Diving Kicker Rock - descending to 90'

Diving Kicker Rock – descending to 90′

Santiago, our dive guide captured this beautiful manta ray, eel, fish, and starfish.  Not the best photos, but you get the gist.  Clarity was only marginal.

Kicker Rock Underwater Creatures

Kicker Rock Underwater Creatures

The second dive, on the other side of Kicker Rock, produced a huge school Galapagos sharks, a hammerhead shark, lots of sea tortoises, and some beautiful schools of fish.

Swimming with Sharks

Swimming with Sharks

We did see one hammerhead but were not able to get a clear photo of him.  He was there and then he wasn’t.

Kicker rock Fish

Kicker rock Fish

Cerro Brujo Beach Stroll:

We joined the snorkelers back on-board for some hot tea and snacks. On the way back, we stopped by Cerro Brujo to get the iconic view of Kicker Rock through the rock formation. We also enjoyed a beautiful stroll down Cerro Brujo beach (witch’s hill).

Cerro Brujo Beach Walk

Cerro Brujo Beach Walk

Matt and a Sea Wolf Practicing Yoga

Matt and a Sea Wolf Practicing Yoga

PASSAGE PREPARATIONS

Before we leave for our 1800nm passage, we needed to provision and fuel up. Luckily, we still had a lot of frozen food and a few pre-cooked meals from Costa Rica.

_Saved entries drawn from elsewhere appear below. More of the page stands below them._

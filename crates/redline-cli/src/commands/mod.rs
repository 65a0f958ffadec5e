pub mod check;
pub mod completions;
pub mod config;
pub mod redact;
pub mod settings;

use anyhow::{Context, Result};
use redline_config::{SettingsStore, TomlFileBackend};
use redline_core::{LocalVault, UnsupportedVault, VaultAdapter};
use std::path::PathBuf;

use crate::cli::Cli;

/// Settings file backend, honouring `--config`.
pub fn settings_backend(cli: &Cli) -> TomlFileBackend {
    match &cli.config {
        Some(path) => TomlFileBackend::new(path),
        None => TomlFileBackend::at_default_location(),
    }
}

pub fn open_store(cli: &Cli) -> Result<SettingsStore> {
    let backend = settings_backend(cli);
    let path = backend.path().to_path_buf();
    SettingsStore::open(Box::new(backend))
        .with_context(|| format!("Failed to load settings from {}", path.display()))
}

/// The vault to act on: a local directory (default: the current one) or
/// a remote location that cannot be redacted.
pub fn open_vault(cli: &Cli) -> Result<Box<dyn VaultAdapter>> {
    let Some(location) = &cli.vault else {
        let cwd = std::env::current_dir().context("Failed to read current directory")?;
        return Ok(Box::new(LocalVault::new(cwd)));
    };

    if let Some(path) = location.strip_prefix("file://") {
        return Ok(Box::new(LocalVault::new(PathBuf::from(path))));
    }
    if location.contains("://") {
        return Ok(Box::new(UnsupportedVault {
            location: location.clone(),
        }));
    }
    Ok(Box::new(LocalVault::new(PathBuf::from(location))))
}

Fueling in the Galapagos only takes place in San Cristobal and is done with jerry cans. First, you need to tell your agent 3 days in advance when you want to fuel and how much fuel you need. We needed 150 gallons of diesel, which came in (9) sixteen gallon jerry cans, plus one can of gasoline.

On our delivery day, a panga pulled up with one driver. This should be interesting as each jerry can weighed about 130lbs a piece. After we secured the panga to Sugar Shack, the driver attempted to transfer one can off the back of his boat to our sugar scoop. Let’s just say it came on-board, but it wasn’t pretty.

The rest of the cans were hoisted using a spinnaker line off the side of the boat. Much easier and more efficient process.

We were uncertain as to the quality of the fuel, so we filtered it using our baja filter. To bad our fuel filter wasn’t working properly.  We will have to fix it for next time.  It just took a little ingenuity.

Five hours later, all filled up, we returned the jerry cans and considered it a successful day.